Ombudsman turned the Brigadier Gerard Stakes into a proper test of intent at Sandown, digging deep to hold off Gethin by a neck and answer the biggest question around him after a break: could he still finish the job under pressure?
The Godolphin colt, a three-time Group 1 winner before this run, was back on Thursday, 28 May 2026, in the Star Sports Brigadier Gerard Stakes over 1m 1f 209y on good ground. He carried 9st 9lb, was officially rated 128, and had to concede 7lb to Gethin in a six-runner field. Ombudsman still found enough to repel the challenge, with Almeric three lengths away in third and the winning time coming in at 2m 6.44s. The winner’s share of the £93,452 purse was £53,875.

That was more than a routine comeback victory. Ombudsman had finished second in the same race 12 months earlier behind Almaqam, and this time he reversed that outcome in the most straightforward way possible, by showing he could withstand a late fight when the race tightened. The fact that he did it after a layoff, and under a penalty that could easily have left him exposed, made the performance read like a statement from a horse with bigger targets still ahead.

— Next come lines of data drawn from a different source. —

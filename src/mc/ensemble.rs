// src/mc/ensemble.rs
use crate::error::{SimError, SimResult};
use ndarray::{Array1, Array2, ArrayView1, ArrayView2, Axis};

/// Simulated prices on a uniform grid, shape `(steps, paths)`.
///
/// Row `i` holds every path at time `(i + 1) * dt`; the initial price is not
/// stored. Column `j` is one path. All entries are finite and strictly positive.
#[derive(Debug, Clone, PartialEq)]
pub struct PathEnsemble {
    prices: Array2<f64>,
    dt: f64,
}

impl PathEnsemble {
    /// Wrap an existing price grid, checking the positivity invariant.
    ///
    /// A grid with zero columns is accepted so that degenerate inputs reach
    /// the statistics layer and fail there with [`SimError::EmptyEnsemble`].
    pub fn from_prices(prices: Array2<f64>, dt: f64) -> SimResult<Self> {
        if !dt.is_finite() || dt <= 0.0 {
            return Err(SimError::InvalidParameter {
                parameter: "dt".to_string(),
                value: dt,
                constraint: "must be positive and finite".to_string(),
            });
        }
        if let Some(&bad) = prices.iter().find(|p| !(p.is_finite() && **p > 0.0)) {
            return Err(SimError::InvalidParameter {
                parameter: "price".to_string(),
                value: bad,
                constraint: "every simulated price must be finite and > 0".to_string(),
            });
        }
        Ok(Self { prices, dt })
    }

    pub(crate) fn from_prices_unchecked(prices: Array2<f64>, dt: f64) -> Self {
        Self { prices, dt }
    }

    pub fn steps(&self) -> usize {
        self.prices.nrows()
    }

    pub fn paths(&self) -> usize {
        self.prices.ncols()
    }

    pub fn shape(&self) -> (usize, usize) {
        self.prices.dim()
    }

    pub fn dt(&self) -> f64 {
        self.dt
    }

    pub fn horizon(&self) -> f64 {
        self.steps() as f64 * self.dt
    }

    pub fn prices(&self) -> ArrayView2<'_, f64> {
        self.prices.view()
    }

    pub fn into_prices(self) -> Array2<f64> {
        self.prices
    }

    /// One simulated trajectory, or `None` past the last path
    pub fn path(&self, j: usize) -> Option<ArrayView1<'_, f64>> {
        (j < self.paths()).then(|| self.prices.column(j))
    }

    /// Trajectories in path order
    pub fn iter_paths(&self) -> impl Iterator<Item = ArrayView1<'_, f64>> {
        self.prices.axis_iter(Axis(1))
    }

    /// The last row, or `None` for a grid without steps
    pub fn terminal_prices(&self) -> Option<ArrayView1<'_, f64>> {
        self.steps()
            .checked_sub(1)
            .map(|last| self.prices.row(last))
    }

    /// Times `(i + 1) * dt` of each stored row
    pub fn time_grid(&self) -> Array1<f64> {
        (1..=self.steps()).map(|i| i as f64 * self.dt).collect()
    }
}

#[cfg(test)]
mod tests {
    use super::*;
    use ndarray::array;

    #[test]
    fn test_accessors() {
        let ensemble =
            PathEnsemble::from_prices(array![[101.0, 99.0], [102.0, 98.0], [103.0, 97.5]], 0.5)
                .unwrap();

        assert_eq!(ensemble.shape(), (3, 2));
        assert_eq!(ensemble.path(1).unwrap().to_vec(), vec![99.0, 98.0, 97.5]);
        assert!(ensemble.path(2).is_none());
        assert_eq!(ensemble.terminal_prices().unwrap().to_vec(), vec![103.0, 97.5]);
        assert_eq!(ensemble.time_grid().to_vec(), vec![0.5, 1.0, 1.5]);
        assert_eq!(ensemble.horizon(), 1.5);
        assert_eq!(ensemble.iter_paths().count(), 2);
    }

    #[test]
    fn test_rejects_non_positive_prices() {
        assert!(PathEnsemble::from_prices(array![[1.0, 0.0]], 0.1).is_err());
        assert!(PathEnsemble::from_prices(array![[1.0, f64::NAN]], 0.1).is_err());
        assert!(PathEnsemble::from_prices(array![[1.0, 2.0]], 0.0).is_err());
    }

    #[test]
    fn test_empty_grids() {
        let no_paths = PathEnsemble::from_prices(Array2::zeros((4, 0)), 0.25).unwrap();
        assert_eq!(no_paths.terminal_prices().unwrap().len(), 0);

        let no_steps = PathEnsemble::from_prices(Array2::zeros((0, 3)), 0.25).unwrap();
        assert!(no_steps.terminal_prices().is_none());
    }
}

John Gosden had called the race a trial, saying Ombudsman came in at about 85 per cent and would improve for Group 1 assignments ahead. The main aim now points back toward the mile-and-a-quarter division, especially the Prince of Wales’s Stakes at Royal Ascot, with Gosden also floating a possible clash with Daryz. William Buick was just as upbeat about the effort, stressing that Ombudsman had to give weight to genuine Stakes horses and still handled the assignment with professionalism.
The Brigadier Gerard has long been a proving ground for horses moving toward the summer’s biggest middle-distance prizes. First run in 1953 as the Coronation Stakes and renamed in 1973, it has become a recognised launchpad for Royal Ascot contenders. Ombudsman’s win fit that pattern perfectly. He did not merely return in good order; he returned as a horse who has already won at the top level in the Prince of Wales’s Stakes, the Juddmonte International and the Dubai Turf, and who now looks every inch a serious force in the months ahead.